Your objective: Report the number of lines in the entries below that include the word "sqlx", and nothing else.

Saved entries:
......
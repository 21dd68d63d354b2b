use serde::{Deserialize, Serialize};
use sqlx::FromRow;

use crate::error::AppError;
use crate::models::{double_option, require_text};

#[derive(Debug, Clone, Copy, Default, PartialEq, Eq, Serialize, Deserialize, sqlx::Type)]
#[serde(rename_all = "snake_case")]
#[sqlx(rename_all = "snake_case")]
pub enum CourseKind {
    #[default]
    Programming,
    SoftwareDevelopment,
}

#[derive(Debug, Clone, PartialEq, Serialize, Deserialize, FromRow)]
pub struct Course {
    pub id: i64,
    pub code: i64,
    pub name: String,
    pub credits: i64,
    pub kind: CourseKind,
    pub schedule: Option<String>,
}

#[derive(Debug, Clone, Serialize, Deserialize)]
pub struct NewCourseRequest {
    pub code: i64,
    pub name: String,
    pub credits: i64,
    #[serde(default)]
    pub kind: CourseKind,
    #[serde(default)]
    pub schedule: Option<String>,
}

impl NewCourseRequest {
    pub fn validate(&self) -> Result<(), AppError> {
        require_text("name", &self.name)
    }
}

/// Partial course payload. `schedule: null` clears the schedule, an absent
/// `schedule` leaves it untouched.
#[derive(Debug, Clone, Default, Serialize, Deserialize)]
pub struct UpdateCourseRequest {
    pub code: Option<i64>,
    pub name: Option<String>,
    pub credits: Option<i64>,
    pub kind: Option<CourseKind>,
    #[serde(default, deserialize_with = "double_option")]
    pub schedule: Option<Option<String>>,
}

impl UpdateCourseRequest {
    pub fn validate(&self) -> Result<(), AppError> {
        if let Some(name) = &self.name {
            require_text("name", name)?;
        }
        Ok(())
    }

    pub fn apply_to(self, course: &mut Course) {
        if let Some(code) = self.code {
            course.code = code;
        }
        if let Some(name) = self.name {
            course.name = name;
        }
        if let Some(credits) = self.credits {
            course.credits = credits;
        }
        if let Some(kind) = self.kind {
            course.kind = kind;
        }
        if let Some(schedule) = self.schedule {
            course.schedule = schedule;
        }
    }
}

#[derive(Debug, Clone, Default, Deserialize)]
pub struct CourseFilter {
    #[serde(rename = "credito")]
    pub credits: Option<i64>,
    #[serde(rename = "codigo")]
    pub code: Option<i64>,
}
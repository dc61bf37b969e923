//! Cooperative cancellation token for the routing pipeline.
//!
//! The router polls `check` at every stage boundary; the validation pipeline
//! additionally `select!`s on `cancelled` so an in-flight subprocess is killed
//! rather than merely skipping the next stage. Cloning shares the same flag.

use crate::error::RouteError;
use std::sync::atomic::{AtomicBool, Ordering};
use std::sync::Arc;
use tokio::sync::Notify;

/// Shared cancellation flag, typically triggered from a Ctrl-C handler.
#[derive(Debug, Clone, Default)]
pub struct InterruptToken {
    flag: Arc<AtomicBool>,
    notify: Arc<Notify>,
}

impl InterruptToken {
    pub fn new() -> Self {
        Self::default()
    }

    /// Request cancellation. Idempotent; wakes any task parked in `cancelled`.
    pub fn trigger(&self) {
        self.flag.store(true, Ordering::SeqCst);
        self.notify.notify_waiters();
    }

    pub fn is_triggered(&self) -> bool {
        self.flag.load(Ordering::SeqCst)
    }

    /// Stage-boundary poll: `Err(Interrupted)` once triggered.
    pub fn check(&self) -> Result<(), RouteError> {
        if self.is_triggered() {
            Err(RouteError::Interrupted)
        } else {
            Ok(())
        }
    }

    /// Resolves when cancellation is requested. Never resolves otherwise.
    pub async fn cancelled(&self) {
        loop {
            // Register the waiter before re-reading the flag so a trigger
            // between the check and the await cannot be missed.
            let notified = self.notify.notified();
            if self.is_triggered() {
                return;
            }
            notified.await;
        }
    }
}

#[cfg(test)]
mod tests {
    use super::*;

    #[test]
    fn check_passes_until_triggered() {
        let token = InterruptToken::new();
        assert!(token.check().is_ok());
        token.trigger();
        assert!(matches!(token.check(), Err(RouteError::Interrupted)));
        // Idempotent.
        token.trigger();
        assert!(token.is_triggered());
    }

    #[test]
    fn clones_share_the_flag() {
        let token = InterruptToken::new();
        let other = token.clone();
        other.trigger();
        assert!(token.check().is_err());
    }

    #[tokio::test]
    async fn cancelled_resolves_after_trigger() {
        let token = InterruptToken::new();
        let waiter = token.clone();
        let handle = tokio::spawn(async move { waiter.cancelled().await });
        token.trigger();
        handle.await.unwrap();
    }
}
......
The completed task: 3